American musicologist (1910–1989)

Mildred Carol Cook MacClintock ( Cook; November 19, 1910 – January 3, 1989) was an American musicologist and editor. Originally a soprano singer trained at Juilliard School, she had a decades-long career as a music professor, including at the Indiana University School of Music, Southern Illinois University, University of Cincinnati – College-Conservatory of Music. A 1962 Guggenheim Fellow, she published edited collections of Italian renaissance music, including the work of Flemish composer Giaches de Wert, and she published in musicology and was a widely-known expert in de Wert.

==Biography==
===Early life===
Mildred Carol Cook was born on November 19, 1910, in St. Joseph, Missouri, daughter of Ernest Farnham Cook. Originally studying music, she studied at the University of Chicago (1928–1930), before obtaining her BMus at the University of Illinois Urbana-Champaign in 1932 and her MMus at the University of Kansas in 1935. She also spent some time abroad studying music, including at the American Conservatory, as well as at Juilliard School. Among her piano teachers were Coenraad V. Bos, Robert Casadesus, and Camille Decreus, and Lucien Muratore taught her in singing.

She originally had a career as a classical singer, particularly as a soprano, and she performed at concerts at the premises of Southern Illinois University. She also presented song recitals at SIU.
===Teaching career===
She worked as a professor of music at Colorado Women's College (1936–1940) and Stephens College (1940–1941), before working as a music instructor at the University of Illinois (1941–1944) and, beginning in 1944, Indiana University Bloomington, particularly at the School of Music. She was promoted to assistant professor in 1946, before moving to Southern Illinois University in 1959, where she became associate professor of music.

In 1964, she moved to the University of Cincinnati – College-Conservatory of Music as associate professor of music, where she also worked as the director of UC's Collegium Museum. Other activities she assisted in at UC included the inception of their music doctoral program. She was a visiting professor at the Stanford University Department of Music during the 1968–1969 academic year, and she also returned to IU sometimes as a lecturer. She was also a member of Sigma Alpha Iota. In 1976, she retired from UC and became professor emeritus.

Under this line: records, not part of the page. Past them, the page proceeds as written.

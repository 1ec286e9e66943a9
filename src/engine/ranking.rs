use chrono::{NaiveDateTime, Utc};
use tracing::info;
use uuid::Uuid;

use crate::error::DispatchError;
use crate::geo;
use crate::models::job::Job;
use crate::models::suggestion::{CustomerTechHistory, RankedTechnician, Suggestion};
use crate::models::technician::{TechStatus, Technician};
use crate::state::EngineState;

const BASE_SCORE: i32 = 50;
const SKILL_BONUS: i32 = 20;
const SKILL_PENALTY: i32 = 30;
const CLOSE_RANGE_MILES: f64 = 5.0;
const CLOSE_RANGE_BONUS: i32 = 25;
const MID_RANGE_MILES: f64 = 15.0;
const MID_RANGE_BONUS: i32 = 15;
const FITS_TODAY_BONUS: i32 = 15;
const OVERBOOKED_PENALTY: i32 = 20;
const AVAILABLE_NOW_BONUS: i32 = 10;
const JUST_FREED_BONUS: i32 = 5;
const PERFORMANCE_MIN_JOBS: u32 = 5;
const PREFERRED_BONUS: i32 = 15;
const REPEAT_CUSTOMER_BONUS: i32 = 5;

#[derive(Debug, Clone)]
pub struct RankCandidate {
    pub technician: Technician,
    pub committed_hours: f64,
    pub customer_history: Option<CustomerTechHistory>,
}

pub fn rank_technicians(
    job: &Job,
    target: NaiveDateTime,
    candidates: &[RankCandidate],
) -> Vec<RankedTechnician> {
    let preferred = preferred_technician(candidates);

    let mut ranked: Vec<RankedTechnician> = candidates
        .iter()
        .map(|candidate| score_candidate(job, target, candidate, preferred))
        .collect();

    ranked.sort_by(|a, b| b.score.cmp(&a.score));
    ranked
}

pub fn create_suggestion(
    state: &EngineState,
    job: &Job,
    target: NaiveDateTime,
    candidates: &[RankCandidate],
) -> Result<Suggestion, DispatchError> {
    if !job.location.is_valid() {
        return Err(DispatchError::InvalidInput(format!(
            "job {} has invalid coordinates",
            job.id
        )));
    }
    if !(job.estimated_hours >= 0.0) {
        return Err(DispatchError::InvalidInput(format!(
            "job {} has a negative estimated duration",
            job.id
        )));
    }
    if let Some(candidate) = candidates
        .iter()
        .find(|candidate| !candidate.technician.location.is_valid())
    {
        return Err(DispatchError::InvalidInput(format!(
            "technician {} has invalid coordinates",
            candidate.technician.id
        )));
    }
    if let Some(candidate) = candidates
        .iter()
        .find(|candidate| !(candidate.committed_hours >= 0.0))
    {
        return Err(DispatchError::InvalidInput(format!(
            "technician {} has negative committed hours",
            candidate.technician.id
        )));
    }

    let ranked = rank_technicians(job, target, candidates);

    let suggestion = Suggestion {
        id: Uuid::new_v4(),
        job_id: job.id,
        target_at: target,
        ranked,
        created_at: Utc::now(),
        outcome: None,
    };

    state.suggestions.insert(suggestion.id, suggestion.clone());
    state.metrics.suggestions_generated_total.inc();

    info!(
        suggestion_id = %suggestion.id,
        job_id = %job.id,
        candidates = candidates.len(),
        top_score = suggestion.ranked.first().map(|r| r.score).unwrap_or(0),
        "ranked technicians for job"
    );

    Ok(suggestion)
}
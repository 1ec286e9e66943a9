use std::sync::Arc;

use chrono::{DateTime, Utc};
use serde::{Deserialize, Serialize};
use tokio::sync::mpsc;
use tracing::{error, info, warn};
use uuid::Uuid;

use crate::engine::status::{StatusCommand, Transition, apply_command};
use crate::error::DispatchError;
use crate::geo;
use crate::models::technician::{GeoPoint, TechStatus};
use crate::state::{EngineState, TransitionTrigger};

#[derive(Debug, Clone, Serialize, Deserialize)]
pub struct LocationUpdate {
    pub technician_id: Uuid,
    pub location: GeoPoint,
    pub recorded_at: DateTime<Utc>,
}

pub async fn push_location(state: &EngineState, update: LocationUpdate) -> Result<(), DispatchError> {
    if !update.location.is_valid() {
        return Err(DispatchError::InvalidInput(format!(
            "location update for technician {} has invalid coordinates",
            update.technician_id
        )));
    }

    state.location_tx.send(update).await.map_err(|err| {
        error!(error = %err, "location queue send failed");
        DispatchError::Internal(format!("location queue send failed: {err}"))
    })?;

    state.metrics.location_updates_in_queue.inc();
    Ok(())
}

pub async fn run_location_worker(
    state: Arc<EngineState>,
    mut location_rx: mpsc::Receiver<LocationUpdate>,
) {
    info!("location worker started");

    while let Some(update) = location_rx.recv().await {
        state.metrics.location_updates_in_queue.dec();
        apply_update(&state, update);
    }

    warn!("location worker stopped: queue channel closed");
}

fn apply_update(state: &EngineState, update: LocationUpdate) {
    let Some(mut technician) = state.technicians.get_mut(&update.technician_id) else {
        warn!(
            technician_id = %update.technician_id,
            "location update for unknown technician"
        );
        return;
    };

    technician.location = update.location;
    technician.location_updated_at = update.recorded_at;
    technician.updated_at = Utc::now();

    if technician.status != TechStatus::EnRoute {
        return;
    }
    let Some(job_id) = technician.current_job_id else {
        return;
    };
    let job_location = match state.jobs.get(&job_id) {
        Some(job) => job.location,
        None => return,
    };

    if !geo::within_radius(
        &technician.location,
        &job_location,
        state.config.arrival_radius_miles,
    ) {
        return;
    }

    let transition = apply_command(&mut technician, StatusCommand::Arrive);
    drop(technician);

    if let Transition::Applied { from, to } = transition {
        state.publish_transition(
            update.technician_id,
            Some(job_id),
            from,
            to,
            TransitionTrigger::Geofence,
        );
    }
}
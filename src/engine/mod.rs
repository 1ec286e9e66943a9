pub mod conflict;
pub mod ranking;
pub mod route;
pub mod status;
pub mod tracking;
use thiserror::Error;
use uuid::Uuid;

#[derive(Debug, Error)]
pub enum DispatchError {
    #[error("invalid input: {0}")]
    InvalidInput(String),

    #[error("technician {0} not found")]
    UnknownTechnician(Uuid),

    #[error("job {0} not found")]
    UnknownJob(Uuid),

    #[error("suggestion {0} not found")]
    UnknownSuggestion(Uuid),

    #[error("internal error: {0}")]
    Internal(String),
}
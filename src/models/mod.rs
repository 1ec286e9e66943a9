pub mod job;
pub mod schedule;
pub mod suggestion;
pub mod technician;
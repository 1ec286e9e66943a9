use prometheus::{Encoder, IntCounter, IntCounterVec, IntGauge, Opts, Registry, TextEncoder};

#[derive(Clone)]
pub struct Metrics {
    registry: Registry,
    pub suggestions_generated_total: IntCounter,
    pub suggestion_outcomes_total: IntCounterVec,
    pub status_transitions_total: IntCounterVec,
    pub location_updates_in_queue: IntGauge,
    pub technicians_tracked: IntGauge,
}

impl Metrics {
    pub fn new() -> Self {
        let registry = Registry::new();

        let suggestions_generated_total = IntCounter::new(
            "suggestions_generated_total",
            "Total ranked suggestions generated",
        )
        .expect("valid suggestions_generated_total metric");

        let suggestion_outcomes_total = IntCounterVec::new(
            Opts::new(
                "suggestion_outcomes_total",
                "Recorded suggestion outcomes by dispatcher decision",
            ),
            &["outcome"],
        )
        .expect("valid suggestion_outcomes_total metric");

        let status_transitions_total = IntCounterVec::new(
            Opts::new(
                "status_transitions_total",
                "Technician status transitions by trigger and outcome",
            ),
            &["trigger", "outcome"],
        )
        .expect("valid status_transitions_total metric");

        let location_updates_in_queue = IntGauge::new(
            "location_updates_in_queue",
            "Current number of location updates awaiting the worker",
        )
        .expect("valid location_updates_in_queue metric");

        let technicians_tracked = IntGauge::new(
            "technicians_tracked",
            "Number of technicians in the registry",
        )
        .expect("valid technicians_tracked metric");

        registry
            .register(Box::new(suggestions_generated_total.clone()))
            .expect("register suggestions_generated_total");
        registry
            .register(Box::new(suggestion_outcomes_total.clone()))
            .expect("register suggestion_outcomes_total");
        registry
            .register(Box::new(status_transitions_total.clone()))
            .expect("register status_transitions_total");
        registry
            .register(Box::new(location_updates_in_queue.clone()))
            .expect("register location_updates_in_queue");
        registry
            .register(Box::new(technicians_tracked.clone()))
            .expect("register technicians_tracked");

        Self {
            registry,
            suggestions_generated_total,
            suggestion_outcomes_total,
            status_transitions_total,
            location_updates_in_queue,
            technicians_tracked,
        }
    }

    pub fn encode(&self) -> Result<String, String> {
        let metric_families = self.registry.gather();
        let mut buffer = Vec::new();

        TextEncoder::new()
            .encode(&metric_families, &mut buffer)
            .map_err(|err| format!("failed to encode metrics: {err}"))?;

        String::from_utf8(buffer).map_err(|err| format!("metrics are not valid utf8: {err}"))
    }
}
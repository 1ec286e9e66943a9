use chrono::{DateTime, Utc};
use dashmap::DashMap;
use serde::Serialize;
use tokio::sync::{broadcast, mpsc};
use tokio_stream::wrappers::BroadcastStream;
use tracing::info;
use uuid::Uuid;

use crate::config::EngineConfig;
use crate::engine::tracking::LocationUpdate;
use crate::error::DispatchError;
use crate::models::job::Job;
use crate::models::suggestion::{Suggestion, SuggestionOutcome};
use crate::models::technician::{TechStatus, Technician};
use crate::observability::metrics::Metrics;

#[derive(Debug, Clone, Copy, PartialEq, Eq, Serialize)]
pub enum TransitionTrigger {
    Command,
    Geofence,
}

impl TransitionTrigger {
    pub fn label(&self) -> &'static str {
        match self {
            TransitionTrigger::Command => "command",
            TransitionTrigger::Geofence => "geofence",
        }
    }
}

#[derive(Debug, Clone, Serialize)]
pub struct StatusEvent {
    pub technician_id: Uuid,
    pub job_id: Option<Uuid>,
    pub from: TechStatus,
    pub to: TechStatus,
    pub trigger: TransitionTrigger,
    pub occurred_at: DateTime<Utc>,
}

pub struct EngineState {
    pub config: EngineConfig,
    pub technicians: DashMap<Uuid, Technician>,
    pub jobs: DashMap<Uuid, Job>,
    pub suggestions: DashMap<Uuid, Suggestion>,
    pub location_tx: mpsc::Sender<LocationUpdate>,
    pub status_events_tx: broadcast::Sender<StatusEvent>,
    pub metrics: Metrics,
}

impl EngineState {
    pub fn new(config: EngineConfig) -> (Self, mpsc::Receiver<LocationUpdate>) {
        let (location_tx, location_rx) = mpsc::channel(config.location_queue_size);
        let (status_events_tx, _unused_rx) = broadcast::channel(config.event_buffer_size);

        (
            Self {
                config,
                technicians: DashMap::new(),
                jobs: DashMap::new(),
                suggestions: DashMap::new(),
                location_tx,
                status_events_tx,
                metrics: Metrics::new(),
            },
            location_rx,
        )
    }

    pub fn upsert_technician(&self, technician: Technician) -> Result<(), DispatchError> {
        if technician.name.trim().is_empty() {
            return Err(DispatchError::InvalidInput(
                "technician name cannot be empty".to_string(),
            ));
        }
        if !technician.location.is_valid() {
            return Err(DispatchError::InvalidInput(format!(
                "technician {} has invalid coordinates",
                technician.id
            )));
        }

        let fresh = self
            .technicians
            .insert(technician.id, technician)
            .is_none();
        if fresh {
            self.metrics.technicians_tracked.inc();
        }
        Ok(())
    }

    pub fn deactivate_technician(&self, technician_id: Uuid) -> Result<(), DispatchError> {
        let mut technician = self
            .technicians
            .get_mut(&technician_id)
            .ok_or(DispatchError::UnknownTechnician(technician_id))?;

        technician.active = false;
        technician.updated_at = Utc::now();
        Ok(())
    }

    pub fn technician(&self, technician_id: Uuid) -> Result<Technician, DispatchError> {
        self.technicians
            .get(&technician_id)
            .map(|entry| entry.value().clone())
            .ok_or(DispatchError::UnknownTechnician(technician_id))
    }

    pub fn active_technicians(&self) -> Vec<Technician> {
        self.technicians
            .iter()
            .filter(|entry| entry.value().active)
            .map(|entry| entry.value().clone())
            .collect()
    }

    pub fn upsert_job(&self, job: Job) -> Result<(), DispatchError> {
        if !job.location.is_valid() {
            return Err(DispatchError::InvalidInput(format!(
                "job {} has invalid coordinates",
                job.id
            )));
        }
        if !(job.estimated_hours >= 0.0) {
            return Err(DispatchError::InvalidInput(format!(
                "job {} has a negative estimated duration",
                job.id
            )));
        }

        self.jobs.insert(job.id, job);
        Ok(())
    }

    pub fn job(&self, job_id: Uuid) -> Result<Job, DispatchError> {
        self.jobs
            .get(&job_id)
            .map(|entry| entry.value().clone())
            .ok_or(DispatchError::UnknownJob(job_id))
    }

    pub fn queue_next_job(&self, technician_id: Uuid, job_id: Uuid) -> Result<(), DispatchError> {
        if !self.jobs.contains_key(&job_id) {
            return Err(DispatchError::UnknownJob(job_id));
        }

        let mut technician = self
            .technicians
            .get_mut(&technician_id)
            .ok_or(DispatchError::UnknownTechnician(technician_id))?;

        technician.next_job_id = Some(job_id);
        technician.updated_at = Utc::now();
        Ok(())
    }

    pub fn suggestion(&self, suggestion_id: Uuid) -> Result<Suggestion, DispatchError> {
        self.suggestions
            .get(&suggestion_id)
            .map(|entry| entry.value().clone())
            .ok_or(DispatchError::UnknownSuggestion(suggestion_id))
    }

    pub fn record_outcome(
        &self,
        suggestion_id: Uuid,
        outcome: SuggestionOutcome,
    ) -> Result<(), DispatchError> {
        let mut suggestion = self
            .suggestions
            .get_mut(&suggestion_id)
            .ok_or(DispatchError::UnknownSuggestion(suggestion_id))?;

        let label = if outcome.accepted { "accepted" } else { "rejected" };
        suggestion.outcome = Some(outcome);

        self.metrics
            .suggestion_outcomes_total
            .with_label_values(&[label])
            .inc();
        Ok(())
    }

    pub fn subscribe(&self) -> broadcast::Receiver<StatusEvent> {
        self.status_events_tx.subscribe()
    }

    pub fn event_stream(&self) -> BroadcastStream<StatusEvent> {
        BroadcastStream::new(self.status_events_tx.subscribe())
    }

    pub(crate) fn publish_transition(
        &self,
        technician_id: Uuid,
        job_id: Option<Uuid>,
        from: TechStatus,
        to: TechStatus,
        trigger: TransitionTrigger,
    ) {
        self.metrics
            .status_transitions_total
            .with_label_values(&[trigger.label(), "applied"])
            .inc();

        let event = StatusEvent {
            technician_id,
            job_id,
            from,
            to,
            trigger,
            occurred_at: Utc::now(),
        };
        let _ = self.status_events_tx.send(event);

        info!(
            technician_id = %technician_id,
            from = ?from,
            to = ?to,
            trigger = trigger.label(),
            "technician status changed"
        );
    }
}
//! Request Guard
//! Mission: Protect API endpoints with JWT validation

use crate::auth::{api::AuthState, models::CurrentUser};
use axum::{
    async_trait,
    extract::{FromRef, FromRequestParts},
    http::{request::Parts, StatusCode},
    response::{IntoResponse, Response},
    Json,
};
use serde_json::json;

/// Header carrying the access token on protected routes.
pub const TOKEN_HEADER: &str = "x-access-token";

/// Extracting `CurrentUser` performs the full guard: token presence,
/// signature + expiry validation, and resolution to a live user row.
///
/// A token whose subject has since been deleted is rejected like any other
/// invalid token; handlers never see a dangling identity.
#[async_trait]
impl<S> FromRequestParts<S> for CurrentUser
where
    AuthState: FromRef<S>,
    S: Send + Sync,
{
    type Rejection = AuthError;

    async fn from_request_parts(parts: &mut Parts, state: &S) -> Result<Self, Self::Rejection> {
        let auth = AuthState::from_ref(state);

        let token = parts
            .headers
            .get(TOKEN_HEADER)
            .and_then(|h| h.to_str().ok())
            .ok_or(AuthError::MissingToken)?;

        let claims = auth
            .jwt_handler
            .validate_token(token)
            .map_err(|_| AuthError::InvalidToken)?;

        let user = auth
            .user_store
            .get_by_public_id(&claims.public_id)
            .map_err(|_| AuthError::InvalidToken)?
            .ok_or(AuthError::InvalidToken)?;

        Ok(CurrentUser::from(user))
    }
}

/// Auth error types
#[derive(Debug)]
pub enum AuthError {
    MissingToken,
    InvalidToken,
}

impl IntoResponse for AuthError {
    fn into_response(self) -> Response {
        let (status, message) = match self {
            AuthError::MissingToken => (StatusCode::UNAUTHORIZED, "Token is missing"),
            AuthError::InvalidToken => (StatusCode::UNAUTHORIZED, "Token is invalid"),
        };

        (status, Json(json!({ "message": message }))).into_response()
    }
}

===Musicological and editing career===
She obtained her PhD in musicology from Indiana University School of Music in 1955; her doctoral dissertation, The Five-Part Madrigals of Giaches de Wert, was supervised by Willi Apel. In 1962, she was appointed a Guggenheim Fellow to do research on Giaches de Wert, which she did as part of a research trip in Europe. In 1966, she published Giaches de Wert (1535-1596), Life and Works, a monograph on de Wert. By 1976, she was widely known as an expert on de Wert. In 1979, she published Readings in the History of Music in Performance, an edited collection on the history of musical performance.

In 1959, she edited Musica Liturgicas version of Paolo Isnardi's Missa Angelus Domini. She and Melvin Bernstein co-edited seventeen volumes featuring Giaches de Wert music from 1961 to 1977. In 1965, she edited The Bottegari Lutebook, the Wellesley Edition's eighth volume, featuring Italian renaissance music, particularly from Cosimo Bottegari. She transcribed De Wert's music for Music from the Court of Mantua, a classical album released from Vanguard Records. In 1970, one sheet music collection she edited was published by Karl Heinrich Möseler Verlag. In 1973, she published an edited collection of solo music called The Solo Song: 1580-1730.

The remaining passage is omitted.